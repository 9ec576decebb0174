use std::{fs, path::PathBuf};

use anyhow::{Context, Result};
use once_cell::sync::OnceCell;
use serde::Deserialize;
use tracing::debug;

use super::{
    presets, CategorySet, CategorySpec, PatternPolicy, PolicyBundle, PolicyRepository, TierSpec,
};

/// Serialisation formats accepted for policy documents, chosen by file extension.
#[derive(Debug, Clone, Copy, PartialEq, Eq)]
enum PolicyFormat {
    Yaml,
    Json,
    Json5,
}

impl PolicyFormat {
    fn from_path(path: &std::path::Path) -> Option<Self> {
        let ext = path.extension()?.to_str()?.to_ascii_lowercase();
        match ext.as_str() {
            "yaml" | "yml" => Some(Self::Yaml),
            "json" => Some(Self::Json),
            "json5" => Some(Self::Json5),
            _ => None,
        }
    }
}

/// On-disk shape of a policy version.
#[derive(Debug, Deserialize)]
struct PolicyDocument {
    #[serde(default)]
    name: Option<String>,
    #[serde(default)]
    tiers: Vec<TierSpec>,
    /// Falls back to the built-in topic categories when absent.
    #[serde(default)]
    categories: Option<Vec<CategorySpec>>,
}

/// Loads a policy document (YAML, JSON or JSON5) from disk and caches the compiled result.
pub struct FilePolicyRepository {
    path: PathBuf,
    cache: OnceCell<PolicyBundle>,
}

impl FilePolicyRepository {
    pub fn new(path: impl Into<PathBuf>) -> Self {
        Self {
            path: path.into(),
            cache: OnceCell::new(),
        }
    }

    fn read_document(&self) -> Result<PolicyDocument> {
        let path = &self.path;
        let format = PolicyFormat::from_path(path).with_context(|| {
            format!(
                "unsupported policy file extension for {} (expected .yaml, .yml, .json or .json5)",
                path.display()
            )
        })?;
        let raw = fs::read_to_string(path)
            .with_context(|| format!("failed to read policy file at {}", path.display()))?;
        let document = match format {
            PolicyFormat::Yaml => serde_yaml::from_str(&raw).map_err(anyhow::Error::from),
            PolicyFormat::Json => serde_json::from_str(&raw).map_err(anyhow::Error::from),
            PolicyFormat::Json5 => json5::from_str(&raw).map_err(anyhow::Error::from),
        }
        .with_context(|| format!("invalid policy document at {}", path.display()))?;
        Ok(document)
    }

    fn compile(&self) -> Result<PolicyBundle> {
        let document = self.read_document()?;
        let name = document.name.unwrap_or_else(|| {
            self.path
                .file_stem()
                .map(|stem| stem.to_string_lossy().into_owned())
                .unwrap_or_else(|| "custom".to_string())
        });
        let risk = PatternPolicy::new(name, document.tiers)
            .with_context(|| format!("invalid risk policy in {}", self.path.display()))?;
        let category_specs = document
            .categories
            .unwrap_or_else(presets::category_specs);
        let categories = CategorySet::new(category_specs)
            .with_context(|| format!("invalid category policy in {}", self.path.display()))?;
        debug!(
            policy = risk.name(),
            rules = risk.rule_count(),
            categories = categories.len(),
            "loaded policy file"
        );
        Ok(PolicyBundle { risk, categories })
    }
}

impl PolicyRepository for FilePolicyRepository {
    fn load_policy(&self) -> Result<PolicyBundle> {
        let bundle = self.cache.get_or_try_init(|| self.compile())?;
        Ok(bundle.clone())
    }
}

#[cfg(test)]
mod tests {
    use super::*;
    use crate::policy::{ConfigError, RiskTier};
    use std::path::Path;

    fn write(path: &Path, contents: &str) {
        if let Some(parent) = path.parent() {
            fs::create_dir_all(parent).unwrap();
        }
        fs::write(path, contents).unwrap();
    }

    #[test]
    fn loads_yaml_policy_with_categories() {
        let temp = tempfile::tempdir().unwrap();
        let path = temp.path().join("strict.yaml");
        write(
            &path,
            r#"
name: strict-v2
tiers:
  - tier: medium
    rules:
      - pattern: stealth.*browser
  - tier: critical
    rules:
      - pattern: keylogger
        label: "Critical: keylogger"
categories:
  - name: bot
    patterns: [scraper, crawler]
"#,
        );

        let repo = FilePolicyRepository::new(&path);
        let bundle = repo.load_policy().unwrap();
        assert_eq!(bundle.risk.name(), "strict-v2");
        assert_eq!(bundle.risk.tiers()[0].tier(), RiskTier::Critical);
        assert_eq!(bundle.risk.tiers()[0].rules()[0].label(), "Critical: keylogger");
        assert_eq!(
            bundle.risk.tiers()[1].rules()[0].label(),
            "Matches medium pattern: stealth.*browser"
        );
        assert_eq!(bundle.categories.len(), 1);
    }

    #[test]
    fn loads_json5_and_defaults_categories() {
        let temp = tempfile::tempdir().unwrap();
        let path = temp.path().join("paths.json5");
        write(
            &path,
            r#"{
    // comments are allowed in json5
    tiers: [
        { tier: "high", rules: [{ pattern: "brute.*force" }] },
    ],
}"#,
        );

        let bundle = FilePolicyRepository::new(&path).load_policy().unwrap();
        assert_eq!(bundle.risk.name(), "paths");
        assert_eq!(bundle.risk.rule_count(), 1);
        assert_eq!(bundle.categories.len(), 5);
    }

    #[test]
    fn bad_regex_fails_the_whole_load() {
        let temp = tempfile::tempdir().unwrap();
        let path = temp.path().join("broken.json");
        write(
            &path,
            r#"{"tiers": [{"tier": "critical", "rules": [{"pattern": "keylogger"}, {"pattern": "(unclosed"}]}]}"#,
        );

        let err = FilePolicyRepository::new(&path).load_policy().unwrap_err();
        let config_err = err
            .downcast_ref::<ConfigError>()
            .expect("root cause should be a ConfigError");
        assert!(matches!(
            config_err,
            ConfigError::InvalidPattern { pattern, .. } if pattern == "(unclosed"
        ));
        assert!(format!("{err:#}").contains("tier `critical`"));
    }

    #[test]
    fn rejects_unknown_extension() {
        let temp = tempfile::tempdir().unwrap();
        let path = temp.path().join("policy.txt");
        write(&path, "keylogger");
        let err = FilePolicyRepository::new(&path).load_policy().unwrap_err();
        assert!(err.to_string().contains("unsupported policy file extension"));
    }

    #[test]
    fn loads_shipped_policies_from_repo() {
        let dir = Path::new(env!("CARGO_MANIFEST_DIR"))
            .join("../../policies")
            .canonicalize()
            .expect("policies directory should exist");
        let bundle = FilePolicyRepository::new(dir.join("refined.yaml"))
            .load_policy()
            .expect("shipped policy should parse");
        let builtin = presets::pattern_policy(presets::PresetName::Refined).unwrap();
        assert_eq!(bundle.risk.name(), "refined");
        assert_eq!(bundle.risk.to_specs(), builtin.to_specs());
    }
}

◆ **TASK REQUIREMENTS**
When you copy the data, keep every line word for word.

◆ **YOUR RESPONSE**
repository 9ec576decebb0174
use std::{fs, path::PathBuf};

use anyhow::{Context, Result};
use once_cell::sync::OnceCell;
use serde::Deserialize;
use tracing::debug;

use super::{
    presets, CategorySet, CategorySpec, PatternPolicy, PolicyBundle, PolicyRepository, TierSpec,
};

/// Serialisation formats accepted for policy documents, chosen by file extension.
#[derive(Debug, Clone, Copy, PartialEq, Eq)]
enum PolicyFormat {
    Yaml,
    Json,
    Json5,
}

impl PolicyFormat {
    fn from_path(path: &std::path::Path) -> Option<Self> {
        let ext = path.extension()?.to_str()?.to_ascii_lowercase();
        match ext.as_str() {
            "yaml" | "yml" => Some(Self::Yaml),
            "json" => Some(Self::Json),
            "json5" => Some(Self::Json5),
            _ => None,
        }
    }
}

/// On-disk shape of a policy version.
#[derive(Debug, Deserialize)]
struct PolicyDocument {
    #[serde(default)]
    name: Option<String>,
    #[serde(default)]
    tiers: Vec<TierSpec>,
    /// Falls back to the built-in topic categories when absent.
    #[serde(default)]
    categories: Option<Vec<CategorySpec>>,
}

/// Loads a policy document (YAML, JSON or JSON5) from disk and caches the compiled result.
pub struct FilePolicyRepository {
    path: PathBuf,
    cache: OnceCell<PolicyBundle>,
}

impl FilePolicyRepository {
    pub fn new(path: impl Into<PathBuf>) -> Self {
        Self {
            path: path.into(),
            cache: OnceCell::new(),
        }
    }

    fn read_document(&self) -> Result<PolicyDocument> {
        let path = &self.path;
        let format = PolicyFormat::from_path(path).with_context(|| {
            format!(
                "unsupported policy file extension for {} (expected .yaml, .yml, .json or .json5)",
                path.display()
            )
        })?;
        let raw = fs::read_to_string(path)
            .with_context(|| format!("failed to read policy file at {}", path.display()))?;
        let document = match format {
            PolicyFormat::Yaml => serde_yaml::from_str(&raw).map_err(anyhow::Error::from),
            PolicyFormat::Json => serde_json::from_str(&raw).map_err(anyhow::Error::from),
            PolicyFormat::Json5 => json5::from_str(&raw).map_err(anyhow::Error::from),
        }
        .with_context(|| format!("invalid policy document at {}", path.display()))?;
        Ok(document)
    }

    fn compile(&self) -> Result<PolicyBundle> {
        let document = self.read_document()?;
        let name = document.name.unwrap_or_else(|| {
            self.path
                .file_stem()
                .map(|stem| stem.to_string_lossy().into_owned())
                .unwrap_or_else(|| "custom".to_string())
        });
        let risk = PatternPolicy::new(name, document.tiers)
            .with_context(|| format!("invalid risk policy in {}", self.path.display()))?;
        let category_specs = document
            .categories
            .unwrap_or_else(presets::category_specs);
        let categories = CategorySet::new(category_specs)
            .with_context(|| format!("invalid category policy in {}", self.path.display()))?;
        debug!(
            policy = risk.name(),
            rules = risk.rule_count(),
            categories = categories.len(),
            "loaded policy file"
        );
        Ok(PolicyBundle { risk, categories })
    }
}

impl PolicyRepository for FilePolicyRepository {
    fn load_policy(&self) -> Result<PolicyBundle> {
        let bundle = self.cache.get_or_try_init(|| self.compile())?;
        Ok(bundle.clone())
    }
}

#[cfg(test)]
mod tests {
    use super::*;
    use crate::policy::{ConfigError, RiskTier};
    use std::path::Path;

    fn write(path: &Path, contents: &str) {
        if let Some(parent) = path.parent() {
            fs::create_dir_all(parent).unwrap();
        }
        fs::write(path, contents).unwrap();
    }

    #[test]
    fn loads_yaml_policy_with_categories() {
        let temp = tempfile::tempdir().unwrap();
        let path = temp.path().join("strict.yaml");
        write(
            &path,
            r#"
name: strict-v2
tiers:
  - tier: medium
    rules:
      - pattern: stealth.*browser
  - tier: critical
    rules:
      - pattern: keylogger
        label: "Critical: keylogger"
categories:
  - name: bot
    patterns: [scraper, crawler]
"#,
        );

        let repo = FilePolicyRepository::new(&path);
        let bundle = repo.load_policy().unwrap();
        assert_eq!(bundle.risk.name(), "strict-v2");
        assert_eq!(bundle.risk.tiers()[0].tier(), RiskTier::Critical);
        assert_eq!(bundle.risk.tiers()[0].rules()[0].label(), "Critical: keylogger");
        assert_eq!(
            bundle.risk.tiers()[1].rules()[0].label(),
            "Matches medium pattern: stealth.*browser"
        );
        assert_eq!(bundle.categories.len(), 1);
    }

    #[test]
    fn loads_json5_and_defaults_categories() {
        let temp = tempfile::tempdir().unwrap();
        let path = temp.path().join("paths.json5");
        write(
            &path,
            r#"{
    // comments are allowed in json5
    tiers: [
        { tier: "high", rules: [{ pattern: "brute.*force" }] },
    ],
}"#,
        );

        let bundle = FilePolicyRepository::new(&path).load_policy().unwrap();
        assert_eq!(bundle.risk.name(), "paths");
        assert_eq!(bundle.risk.rule_count(), 1);
        assert_eq!(bundle.categories.len(), 5);
    }

    #[test]
    fn bad_regex_fails_the_whole_load() {
        let temp = tempfile::tempdir().unwrap();
        let path = temp.path().join("broken.json");
        write(
            &path,
            r#"{"tiers": [{"tier": "critical", "rules": [{"pattern": "keylogger"}, {"pattern": "(unclosed"}]}]}"#,
        );

        let err = FilePolicyRepository::new(&path).load_policy().unwrap_err();
        let config_err = err
            .downcast_ref::<ConfigError>()
            .expect("root cause should be a ConfigError");
        assert!(matches!(
            config_err,
            ConfigError::InvalidPattern { pattern, .. } if pattern == "(unclosed"
        ));
        assert!(format!("{err:#}").contains("tier `critical`"));
    }

    #[test]
    fn rejects_unknown_extension() {
        let temp = tempfile::tempdir().unwrap();
        let path = temp.path().join("policy.txt");
        write(&path, "keylogger");
        let err = FilePolicyRepository::new(&path).load_policy().unwrap_err();
        assert!(err.to_string().contains("unsupported policy file extension"));
    }

    #[test]
    fn loads_shipped_policies_from_repo() {
        let dir = Path::new(env!("CARGO_MANIFEST_DIR"))
            .join("../../policies")
            .canonicalize()
            .expect("policies directory should exist");
        let bundle = FilePolicyRepository::new(dir.join("refined.yaml"))
            .load_policy()
            .expect("shipped policy should parse");
        let builtin = presets::pattern_policy(presets::PresetName::Refined).unwrap();
        assert_eq!(bundle.risk.name(), "refined");
        assert_eq!(bundle.risk.to_specs(), builtin.to_specs());
    }
}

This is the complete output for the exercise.